Living Out of His Truck, Lefty Phillips Never Loses Faith in the Blues

Lefty Phillips (left) with bassist Paul Bonnano
Lefty Phillips (left) with bassist Paul Bonnano
Ken Stafford

Lefty Phillips is reminded of the choice he made every morning, as he wakes up in the bed of his 1996 Ford Tacoma. The day creeps in and warms the worn, gray camper shell over his head. He's gotten good at finding inconspicuous overnight parking in Long Beach's residential areas.

"To my surprise, there are lots of places to park where people don't seem to mind," Phillips says with a note of optimism.

Still, sometimes it's awkward exiting his vehicle in the morning, shaking off last night's gig as people are jumping into their cars to go to work. Inside his cozy abode, Phillips has the bare necessities: a feathered comforter, a camping stove, an amp and a couple of electric guitars. It's been more than a year since Phillips started living out of his truck in February 2013, busking on the streets by day, playing clubs by night. After the economic crash of the late '00s and losing his last job as a janitor at a local community college, the 45-year-old guitarist had enough of working for the Man.

"It dawned on me that I'd be better off being poor and playing music all the time than I would be living comfortably, spending eight to 10 hours, five days a week, doing something that meant nothing to me purely to make money to pay bills," he says.

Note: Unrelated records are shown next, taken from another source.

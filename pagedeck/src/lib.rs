//! pagedeck - Edit the page sequence of PDF documents.
//!
//! This library models an opened PDF as an immutable source of pages and an
//! ordered, editable sequence of page references. Transforms never mutate a
//! sequence in place: every operation returns a new sequence, so holding a
//! reference to an earlier state is always safe (and undo is a matter of
//! keeping old values around). A finished sequence is assembled back into a
//! standalone PDF byte buffer.
//!
//! Supported operations:
//!
//! - Page removal and extraction by selection
//! - Reordering by swap, drag-and-drop move, or a full permutation
//! - Per-page and whole-document rotation
//! - Blank page insertion
//! - Splicing entire documents at arbitrary positions
//! - Concatenating any number of documents
//!
//! # Examples
//!
//! ## Reverse a document
//!
//! ```no_run
//! use pagedeck::assemble::Assembler;
//! use pagedeck::document::{DocumentHandle, DocumentRegistry};
//! use pagedeck::sequence::PageSequence;
//! use pagedeck::ops;
//!
//! # async fn example(bytes: Vec<u8>) -> Result<(), Box<dyn std::error::Error>> {
//! let handle = DocumentHandle::open(bytes).await?;
//! let sequence = PageSequence::from_document(&handle);
//!
//! let order: Vec<usize> = (1..=sequence.len()).rev().collect();
//! let reversed = ops::apply_permutation(&sequence, &order)?;
//!
//! let mut registry = DocumentRegistry::new();
//! registry.insert(handle);
//!
//! let bytes = Assembler::new().serialize(&reversed, &registry).await?;
//! println!("produced {} bytes", bytes.len());
//! # Ok(())
//! # }
//! ```
//!
//! ## Combine two documents
//!
//! ```no_run
//! use pagedeck::assemble::Assembler;
//! use pagedeck::document::{DocumentHandle, DocumentRegistry};
//! use pagedeck::sequence::PageSequence;
//! use pagedeck::ops;
//!
//! # async fn example(a: Vec<u8>, b: Vec<u8>) -> Result<(), Box<dyn std::error::Error>> {
//! let first = DocumentHandle::open(a).await?;
//! let second = DocumentHandle::open(b).await?;
//!
//! let combined = ops::merge(&[
//!     PageSequence::from_document(&first),
//!     PageSequence::from_document(&second),
//! ])?;
//!
//! let mut registry = DocumentRegistry::new();
//! registry.insert(first);
//! registry.insert(second);
//!
//! let bytes = Assembler::new().serialize(&combined, &registry).await?;
//! # Ok(())
//! # }
//! ```

#![warn(missing_docs)]
#![warn(clippy::all)]

pub mod assemble;
pub mod document;
pub mod error;
pub mod input;
pub mod io;
pub mod ops;
pub mod page;
pub mod sequence;

// Re-export commonly used types
pub use document::{DocumentHandle, DocumentId, DocumentRegistry};
pub use error::{PagedeckError, Result};
pub use page::{PageRef, PageSize, PageSource, Rotation};
pub use sequence::PageSequence;

/// Library version.
pub const VERSION: &str = env!("CARGO_PKG_VERSION");

/// Library name.
pub const NAME: &str = env!("CARGO_PKG_NAME");
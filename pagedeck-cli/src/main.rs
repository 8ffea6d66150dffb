//! pagedeck - edit the page sequence of PDF documents.
//!
//! Each subcommand opens its inputs, rebuilds the page sequence through the
//! engine, and writes a fresh output PDF.

mod cli;
mod report;
mod utils;

use std::path::Path;
use std::process;

use clap::Parser;

use crate::cli::{Cli, Command, default_output, parse_insert_spec};
use crate::report::Reporter;
use pagedeck::assemble::{AssembleOptions, Assembler, OutputMetadata};
use pagedeck::document::{DocumentHandle, DocumentRegistry};
use pagedeck::error::PagedeckError;
use pagedeck::input::{PageSelection, parse_order};
use pagedeck::io::{DocumentReader, OutputWriter};
use pagedeck::ops;
use pagedeck::page::PageSize;
use pagedeck::sequence::PageSequence;

#[tokio::main]
async fn main() {
    let cli = Cli::parse();

    if let Err(err) = cli.validate() {
        eprintln!("Error: {err:#}");
        process::exit(1);
    }

    let reporter = Reporter::new(cli.quiet, cli.verbose);

    if let Err(err) = run(cli, &reporter).await {
        reporter.error(&err.to_string());
        process::exit(err.exit_code());
    }
}

/// Main application logic.
async fn run(cli: Cli, reporter: &Reporter) -> Result<(), PagedeckError> {
    let assembler = Assembler::with_options(AssembleOptions {
        compression: cli.compression,
        metadata: OutputMetadata::new(cli.title, cli.author, cli.subject, cli.keywords),
    });
    let force = cli.force;

    match cli.command {
        Command::Merge { inputs, output } => {
            let paths = utils::collect_paths_for_patterns(&inputs)?;
            if paths.is_empty() {
                return Err(PagedeckError::invalid_operation(
                    "no input files matched the given patterns",
                ));
            }

            reporter.info(&format!("Opening {} file(s)...", paths.len()));
            let reader = DocumentReader::new();
            let workers = std::thread::available_parallelism()
                .map(|n| n.get())
                .unwrap_or(1);
            let (results, stats) = reader.open_all(&paths, workers).await;

            if stats.failure_count > 0 {
                reporter.warning(&format!("{} file(s) failed to open", stats.failure_count));
            }

            let mut registry = DocumentRegistry::new();
            let mut sequences = Vec::with_capacity(results.len());
            for result in results {
                let opened = result?;
                sequences.push(PageSequence::from_document(&opened.handle));
                registry.insert(opened.handle);
            }

            reporter.detail("Input pages", &stats.total_pages.to_string());
            reporter.detail("Input size", &stats.format_total_size());

            let combined = ops::merge(&sequences)?;
            write_output(&assembler, &combined, &registry, &output, force, reporter).await
        }

        Command::Extract {
            input,
            pages,
            output,
        } => {
            let handle = open_single(&input, reporter).await?;
            let selection = PageSelection::parse(&pages)?;
            let indices = selection.to_indices(handle.page_count())?;

            let sequence = PageSequence::from_document(&handle);
            let extracted = ops::extract(&sequence, &indices)?;

            let mut registry = DocumentRegistry::new();
            registry.insert(handle);

            let output = output.unwrap_or_else(|| default_output(&input, "extracted"));
            write_output(&assembler, &extracted, &registry, &output, force, reporter).await
        }

        Command::Remove {
            input,
            pages,
            output,
        } => {
            let handle = open_single(&input, reporter).await?;
            let selection = PageSelection::parse(&pages)?;
            let indices = selection.to_indices(handle.page_count())?;

            let sequence = PageSequence::from_document(&handle);
            let remaining = ops::remove_at(&sequence, &indices)?;

            let mut registry = DocumentRegistry::new();
            registry.insert(handle);

            let output = output.unwrap_or_else(|| default_output(&input, "pages-removed"));
            write_output(&assembler, &remaining, &registry, &output, force, reporter).await
        }

        Command::Reorder {
            input,
            order,
            output,
        } => {
            let handle = open_single(&input, reporter).await?;
            let order = parse_order(&order)?;

            let sequence = PageSequence::from_document(&handle);
            let reordered = ops::apply_permutation(&sequence, &order)?;

            let mut registry = DocumentRegistry::new();
            registry.insert(handle);

            let output = output.unwrap_or_else(|| default_output(&input, "reordered"));
            write_output(&assembler, &reordered, &registry, &output, force, reporter).await
        }

        Command::Rotate {
            input,
            degrees,
            pages,
            output,
        } => {
            let handle = open_single(&input, reporter).await?;
            let sequence = PageSequence::from_document(&handle);

            let rotated = match pages {
                Some(pages) => {
                    let selection = PageSelection::parse(&pages)?;
                    let indices = selection.to_indices(handle.page_count())?;
                    let mut sequence = sequence;
                    for index in indices {
                        sequence = ops::rotate_by(&sequence, index, degrees)?;
                    }
                    sequence
                }
                None => ops::rotate_all(&sequence, degrees)?,
            };

            let mut registry = DocumentRegistry::new();
            registry.insert(handle);

            let output = output.unwrap_or_else(|| default_output(&input, "rotated"));
            write_output(&assembler, &rotated, &registry, &output, force, reporter).await
        }

        Command::InsertBlank {
            input,
            after,
            width,
            height,
            output,
        } => {
            let handle = open_single(&input, reporter).await?;
            let size = match (width, height) {
                (Some(width), Some(height)) => Some(PageSize::new(width, height)),
                _ => None,
            };

            // Anchors address the original page numbering. Inserting from
            // the back keeps the earlier anchors valid.
            let mut anchors = after;
            anchors.sort_unstable_by(|a, b| b.cmp(a));

            let mut sequence = PageSequence::from_document(&handle);
            for anchor in anchors {
                sequence = ops::insert_blank_at(&sequence, anchor, size)?;
            }

            let mut registry = DocumentRegistry::new();
            registry.insert(handle);

            let output = output.unwrap_or_else(|| default_output(&input, "blank-pages"));
            write_output(&assembler, &sequence, &registry, &output, force, reporter).await
        }

        Command::Insert { input, at, output } => {
            let mut specs = Vec::with_capacity(at.len());
            for spec in &at {
                let parsed = parse_insert_spec(spec).map_err(|e| {
                    PagedeckError::invalid_operation(format!("invalid --at value '{spec}': {e:#}"))
                })?;
                specs.push(parsed);
            }

            let main_handle = open_single(&input, reporter).await?;
            let sequence = PageSequence::from_document(&main_handle);

            let reader = DocumentReader::new();
            let mut inserts: Vec<(usize, DocumentHandle)> = Vec::with_capacity(specs.len());
            for (anchor, file) in specs {
                let opened = reader.open(&file).await?;
                reporter.info(&format!(
                    "Inserting {} ({} page(s)) after page {anchor}",
                    file.display(),
                    opened.handle.page_count()
                ));
                inserts.push((anchor, opened.handle));
            }

            let pairs: Vec<(usize, &DocumentHandle)> = inserts
                .iter()
                .map(|(anchor, handle)| (*anchor, handle))
                .collect();
            let spliced = ops::splice_documents_at(&sequence, &pairs)?;

            let mut registry = DocumentRegistry::new();
            registry.insert(main_handle);
            for (_, handle) in inserts {
                registry.insert(handle);
            }

            let output = output.unwrap_or_else(|| default_output(&input, "with-inserts"));
            write_output(&assembler, &spliced, &registry, &output, force, reporter).await
        }

        Command::Info { input, json } => {
            let reader = DocumentReader::new();
            let opened = reader.open(&input).await?;
            let summary = opened.handle.summary();

            if json {
                let rendered = serde_json::to_string_pretty(&summary)
                    .map_err(|e| PagedeckError::other(e.to_string()))?;
                println!("{rendered}");
            } else {
                println!("{}", input.display());
                println!("  Pages:   {}", summary.page_count);
                println!("  Size:    {} bytes", summary.byte_length);
                if let Some((major, minor)) = summary.version {
                    println!("  Version: {major}.{minor}");
                }
                println!("  Objects: {}", summary.object_count);
                if reporter.is_verbose() {
                    for (number, size) in summary.page_sizes.iter().enumerate() {
                        println!(
                            "  Page {}: {:.2} x {:.2} pt",
                            number + 1,
                            size.width,
                            size.height
                        );
                    }
                }
            }
            Ok(())
        }
    }
}

/// Open one input file, reporting its page count.
async fn open_single(path: &Path, reporter: &Reporter) -> Result<DocumentHandle, PagedeckError> {
    let reader = DocumentReader::new();
    let opened = reader.open(path).await?;
    reporter.info(&format!(
        "{}: {} page(s)",
        path.display(),
        opened.handle.page_count()
    ));
    Ok(opened.handle)
}

/// Serialize a sequence and write it, honoring overwrite protection.
async fn write_output(
    assembler: &Assembler,
    sequence: &PageSequence,
    registry: &DocumentRegistry,
    output: &Path,
    force: bool,
    reporter: &Reporter,
) -> Result<(), PagedeckError> {
    let writer = OutputWriter::new();

    if !force && writer.exists(output).await {
        return Err(PagedeckError::OutputExists {
            path: output.to_path_buf(),
        });
    }

    let bytes = assembler.serialize(sequence, registry).await?;
    let stats = writer.save_with_stats(&bytes, output).await?;

    reporter.success(&format!(
        "Wrote {} ({} page(s), {})",
        output.display(),
        sequence.len(),
        stats.format_file_size()
    ));
    reporter.detail(
        "Write time",
        &format!("{:.2}s", stats.write_time.as_secs_f64()),
    );

    Ok(())
}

He thrives on a diet of regular gigs, including a slot on Tuesdays at the Pike Bar in Los Alamitos with his rotating band, the Lefty Phillips Trio.

"There's this thing that goes on between a band onstage and a crowd, and the feeling I get from it--it's just electric," Phillips says. His sandpapery voice escapes the twisted forest of a gray-and-rust-colored beard. "I'm an addict, man."

In a live setting, the grip music has on him is palpable. Writhing, dexterous fret work and the squeal of notes bent into submission are the basis of his playing. Growing up, he says his main influences were the growl of Muddy Waters' voice and the guitar voodoo of Jimi Hendrix.

The only thing that trumps his obsession with playing guitar is his obsession with creating the perfect lyrics. Over the past 30 years, he's written dozens of original tunes, some of which stem back to his very first songs. For instance, "Love Is Like Roses" sat unfinished for 15 years because of a minor quibble with a verse. "It sat there because I couldn't make up my mind over one word!" he says.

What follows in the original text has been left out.